The 6 train stopped at Twenty-third Street. It was still early in the afternoon, so foot traffic was light. The young couple across from her moved toward the exit, waiting for the doors to part. The man pushed a loose strand of his girlfriend’s hair behind her ear, and she smiled her thanks. Something about that simple act of thoughtfulness made Alice want to cry.
The couple stepped from the car, leaving her alone with the homeless man dozing in and out of sleep and a guy who seemed to think earbuds the size of pencil erasers could somehow shield the people around him from the rap music thumping from his iPod. The doors remained open, and Alice realized she was holding her breath again, waiting for the car to be sealed like a protective shell. She did not want to see a police officer step inside. And with both Drew Campbell and Robert Atkinson dead, she was beginning to wonder whether the police might be the least of her worries.
She allowed herself to exhale when the doors closed. She felt her core flex instinctively, muscle memory formed from years of subway transit, stabilizing her own body, preparing for the abrupt lurch of the train’s movement. But there was no movement. The car remained still. There were no sounds other than the tinny rhymes leaking from the iPod guy’s headphones and the quiet hum of the homeless man’s snore. She was holding her breath yet again, wishing she had waited at Union Square for an express train.
When the car finally jerked forward, her body was unprepared. She slid all the way into the empty seat beside her, and had never been so thankful for the unceremonious wobbling of a New York City subway ride.
Just as quickly as she had calmed herself, she felt the hot rush of unmitigated terror when the sliding door at the end of the train opened and a man who looked like the driver of the green Toyota stepped inside.
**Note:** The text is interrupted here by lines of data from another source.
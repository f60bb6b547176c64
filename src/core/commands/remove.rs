//! Row and column removal

use fxhash::FxHashSet;
use tracing::debug;

use super::CommandOutcome;
use crate::core::colspec::{generate_column_specification, parse_column_specifications};
use crate::core::model::{Range, TableSelection, TableSnapshot};
use crate::core::options::EditOptions;
use crate::utils::changes::{ChangeSet, ChangeSpec};

/// Remove the fully selected rows and columns
///
/// Selecting the whole table empties it down to one blank cell.
pub fn remove_row_or_columns(
    snapshot: &TableSnapshot<'_>,
    selection: &TableSelection,
    options: &EditOptions,
) -> CommandOutcome {
    let table = &snapshot.table;
    let n = selection.normalized();
    let columns = parse_column_specifications(snapshot.column_specification());

    if table.row_count() == 0 {
        debug!("table has no rows to remove");
        return CommandOutcome::default();
    }
    if selection.spans_entire_table(table) {
        return empty_table(snapshot, options);
    }

    let removed_rows = usize::from(selection.is_row_selected(n.min_y, table)) * selection.height();
    let removed_columns =
        usize::from(selection.is_column_selected(n.min_x, table)) * selection.width();
    let selected_columns: FxHashSet<usize> = (n.min_x..=n.max_x)
        .filter(|&column| selection.is_column_selected(column, table))
        .collect();

    let mut changes = ChangeSet::new();
    for row in n.min_y..=n.max_y.min(table.row_count() - 1) {
        if selection.is_row_selected(row, table) {
            changes.push(ChangeSpec::delete(
                snapshot.positions.row_positions[row].range(),
            ));
        } else if !selected_columns.is_empty() {
            remove_cells(snapshot, row, &selected_columns, &mut changes);
        }
    }

    if !selected_columns.is_empty() {
        let kept: Vec<_> = columns
            .iter()
            .enumerate()
            .filter(|(index, _)| !selected_columns.contains(index))
            .map(|(_, column)| column.clone())
            .collect();
        changes.push(ChangeSpec::replace(
            snapshot.positions.column_declarations,
            generate_column_specification(&kept),
        ));
    }

    if changes.is_empty() {
        debug!("no complete row or column selected");
        return CommandOutcome::default();
    }

    let rows_left = table.row_count().saturating_sub(removed_rows);
    let columns_left = columns.len().saturating_sub(removed_columns);
    CommandOutcome::with_selection(
        changes,
        TableSelection::cell(
            n.min_y.min(rows_left.saturating_sub(1)),
            n.min_x.min(columns_left.saturating_sub(1)),
        ),
    )
}

/// Delete the cells of `row` covering the selected columns
///
/// Each contiguous run of removed cells takes one adjoining separator along:
/// everything back to the end of the previous cell, or up to the separator
/// after it when the run starts the row.
fn remove_cells(
    snapshot: &TableSnapshot<'_>,
    row: usize,
    selected_columns: &FxHashSet<usize>,
    changes: &mut ChangeSet,
) {
    let table = &snapshot.table;
    let cells = &snapshot.positions.cells[row];
    let separators = &snapshot.cell_separators[row];
    let mut removed: Vec<usize> = Vec::new();

    let mut column = 0;
    while let (Some(index), Some(bounds)) = (
        table.get_cell_index(row, column),
        table.get_cell_boundaries(row, column),
    ) {
        let covered = (bounds.from..=bounds.to)
            .filter(|c| selected_columns.contains(c))
            .count();
        let span = bounds.to - bounds.from + 1;
        if covered == span {
            removed.push(index);
        } else if covered > 0 {
            if let Some(multi_column) = &table.rows[row].cells[index].multi_column {
                changes.push(ChangeSpec::replace(
                    multi_column.span,
                    (span - covered).to_string(),
                ));
            }
        }
        column = bounds.to + 1;
    }

    for run in contiguous_runs(&removed) {
        let (first, last) = (run[0], run[run.len() - 1]);
        let range = if first == 0 {
            match separators.get(last) {
                Some(separator) => Range::new(cells[first].from, separator.to),
                None => Range::new(cells[first].from, cells[last].to),
            }
        } else {
            // Padding cells of a short row have no separator and cover nothing
            Range::new(cells[first - 1].to, cells[last].to)
        };
        if !range.is_empty() {
            changes.push(ChangeSpec::delete(range));
        }
    }
}

fn contiguous_runs(indices: &[usize]) -> Vec<&[usize]> {
    let mut runs = Vec::new();
    let mut start = 0;
    for i in 1..=indices.len() {
        if i == indices.len() || indices[i] != indices[i - 1] + 1 {
            if start < i {
                runs.push(&indices[start..i]);
            }
            start = i;
        }
    }
    runs
}

/// Collapse the table to a single empty row of its first column
fn empty_table(snapshot: &TableSnapshot<'_>, options: &EditOptions) -> CommandOutcome {
    let mut columns = parse_column_specifications(snapshot.column_specification());
    columns.truncate(1);
    for column in &mut columns {
        column.border_left = 0;
        column.border_right = 0;
    }

    let rows = &snapshot.positions.row_positions;
    let mut changes = ChangeSet::new();
    changes.push(ChangeSpec::replace(
        snapshot.positions.column_declarations,
        generate_column_specification(&columns),
    ));
    if let (Some(first), Some(last)) = (rows.first(), rows.last()) {
        changes.push(ChangeSpec::replace(
            Range::new(first.from, last.to),
            options.row_terminator.clone(),
        ));
    }
    CommandOutcome::with_selection(changes, TableSelection::cell(0, 0))
}

#[cfg(test)]
mod tests {
    use super::*;
    use crate::core::model::CellPosition;
    use crate::core::parser::parse_table;
    use pretty_assertions::assert_eq;

    const DOC: &str = r"\begin{tabular}{|l|c|r|} a & b & c \\ d & e & f \\ g & h & i \\ \end{tabular}";

    fn plan(doc: &str, from: (usize, usize), to: (usize, usize)) -> (String, CommandOutcome) {
        let snapshot = parse_table(doc).unwrap();
        let selection = TableSelection::new(
            CellPosition::new(from.0, from.1),
            CellPosition::new(to.0, to.1),
        );
        let outcome = remove_row_or_columns(&snapshot, &selection, &EditOptions::default());
        (outcome.changes.apply(doc).unwrap(), outcome)
    }

    #[test]
    fn test_remove_row() {
        let (result, outcome) = plan(DOC, (1, 0), (1, 2));
        assert_eq!(
            result,
            r"\begin{tabular}{|l|c|r|} a & b & c \\ g & h & i \\ \end{tabular}"
        );
        assert_eq!(outcome.selection, Some(TableSelection::cell(1, 0)));
    }

    #[test]
    fn test_remove_last_row_clamps_selection() {
        let (_, outcome) = plan(DOC, (2, 0), (2, 2));
        assert_eq!(outcome.selection, Some(TableSelection::cell(1, 0)));
    }

    #[test]
    fn test_remove_first_column() {
        let (result, outcome) = plan(DOC, (0, 0), (2, 0));
        assert_eq!(
            result,
            r"\begin{tabular}{c|r|}  b & c \\  e & f \\  h & i \\ \end{tabular}"
        );
        assert_eq!(outcome.selection, Some(TableSelection::cell(0, 0)));
    }

    #[test]
    fn test_remove_middle_columns() {
        let doc = r"\begin{tabular}{lcr} a & b & c \\ d & e & f \\ \end{tabular}";
        let (result, outcome) = plan(doc, (0, 1), (1, 2));
        assert_eq!(result, r"\begin{tabular}{l} a \\ d \\ \end{tabular}");
        assert_eq!(outcome.selection, Some(TableSelection::cell(0, 0)));
    }

    #[test]
    fn test_remove_leading_columns() {
        let doc = r"\begin{tabular}{lcr} a & b & c \\ \end{tabular}";
        let (result, _) = plan(doc, (0, 0), (0, 1));
        assert_eq!(result, r"\begin{tabular}{r}  c \\ \end{tabular}");

        let doc = r"\begin{tabular}{lcr} a & b & c \\ d & e & f \\ \end{tabular}";
        let (result, _) = plan(doc, (0, 0), (1, 1));
        assert_eq!(result, r"\begin{tabular}{r}  c \\  f \\ \end{tabular}");
    }

    #[test]
    fn test_remove_column_through_merged_cell() {
        let doc = r"\begin{tabular}{lcr} a & b & c \\ \multicolumn{2}{c}{m} & x \\ \end{tabular}";
        let (result, _) = plan(doc, (0, 1), (1, 1));
        assert_eq!(
            result,
            r"\begin{tabular}{lr} a & c \\ \multicolumn{1}{c}{m} & x \\ \end{tabular}"
        );
    }

    #[test]
    fn test_remove_column_missing_from_short_row() {
        let doc = r"\begin{tabular}{lll} a & b & c \\ d \\ \end{tabular}";
        let (result, outcome) = plan(doc, (0, 2), (1, 2));
        assert_eq!(result, r"\begin{tabular}{ll} a & b \\ d \\ \end{tabular}");
        assert_eq!(outcome.selection, Some(TableSelection::cell(0, 1)));

        let (result, _) = plan(doc, (0, 1), (1, 1));
        assert_eq!(result, r"\begin{tabular}{ll} a & c \\ d \\ \end{tabular}");
    }

    #[test]
    fn test_remove_trailing_columns_of_short_row() {
        let doc = r"\begin{tabular}{lll} a & b & c \\ d & e \\ \end{tabular}";
        let (result, _) = plan(doc, (0, 1), (1, 2));
        assert_eq!(result, r"\begin{tabular}{l} a \\ d \\ \end{tabular}");
    }

    #[test]
    fn test_empty_table() {
        let (result, outcome) = plan(DOC, (2, 2), (0, 0));
        assert_eq!(result, r"\begin{tabular}{l}\\ \end{tabular}");
        assert_eq!(outcome.selection, Some(TableSelection::cell(0, 0)));
    }

    #[test]
    fn test_partial_selection_is_noop() {
        let (_, outcome) = plan(DOC, (0, 0), (1, 1));
        assert!(outcome.changes.is_empty());
        assert_eq!(outcome.selection, None);
    }

    #[test]
    fn test_contiguous_runs() {
        assert_eq!(contiguous_runs(&[0, 1, 3, 5, 6]), vec![&[0, 1][..], &[3][..], &[5, 6][..]]);
        assert!(contiguous_runs(&[]).is_empty());
    }
}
She rose from her seat and walked hurriedly toward the opposite end of the car. She could hear his footsteps behind her and wondered if either the homeless man or the iPod guy would help her if she screamed. She pulled at the exit door, realizing she had never tried to walk from car to car on the subway and had no idea how to operate the sliding door.
She felt the man’s hand on her shoulder. She turned and pressed herself against the door, trying to release herself from his grasp. She could still hear the homeless man’s purr and the iPod guy’s tunes.
“Help. Someone help?”
“Shh. Shh. It’s okay. Stop. Just stop.”
The man’s palms were raised as if he was the one being attacked, but his face was completely calm. Something about his whispered pleas for her to stop resisting was comforting. “My name is Hank Beckman, and I believe you’re innocent.”
“So you actually saw the woman who was kissing Drew Campbell in the photograph the police showed me?”
They had completed the 6 train leg of the trip and were continuing their conversation on a bench in Grand Central Terminal, each of them telling the other a one-sided view of the events of the last few days. They were strangers, but somehow the simple fact that this man was an FBI agent who believed she was telling the truth allowed her to share every detail within her knowledge.
“You mean Travis Larson. There is no Drew Campbell. But, yes, I believe that the woman I saw at Larson’s apartment was the same woman in that photograph. And I believe she was intentionally trying to look like you and had purchased the identical blue coat for exactly that purpose. The human mind is capable of greatness, but we have been trained to process information with efficiency, which can sometimes mean superficially. We grab on to salient identifiers, often at the expense of devoting attention to more nuanced details. It’s one of the reasons why cross-racial eyewitness identifications are less reliable. We see a person of a different race and give disproportionate weight to that one distinctive visual trait without really processing the individual’s true appearance.”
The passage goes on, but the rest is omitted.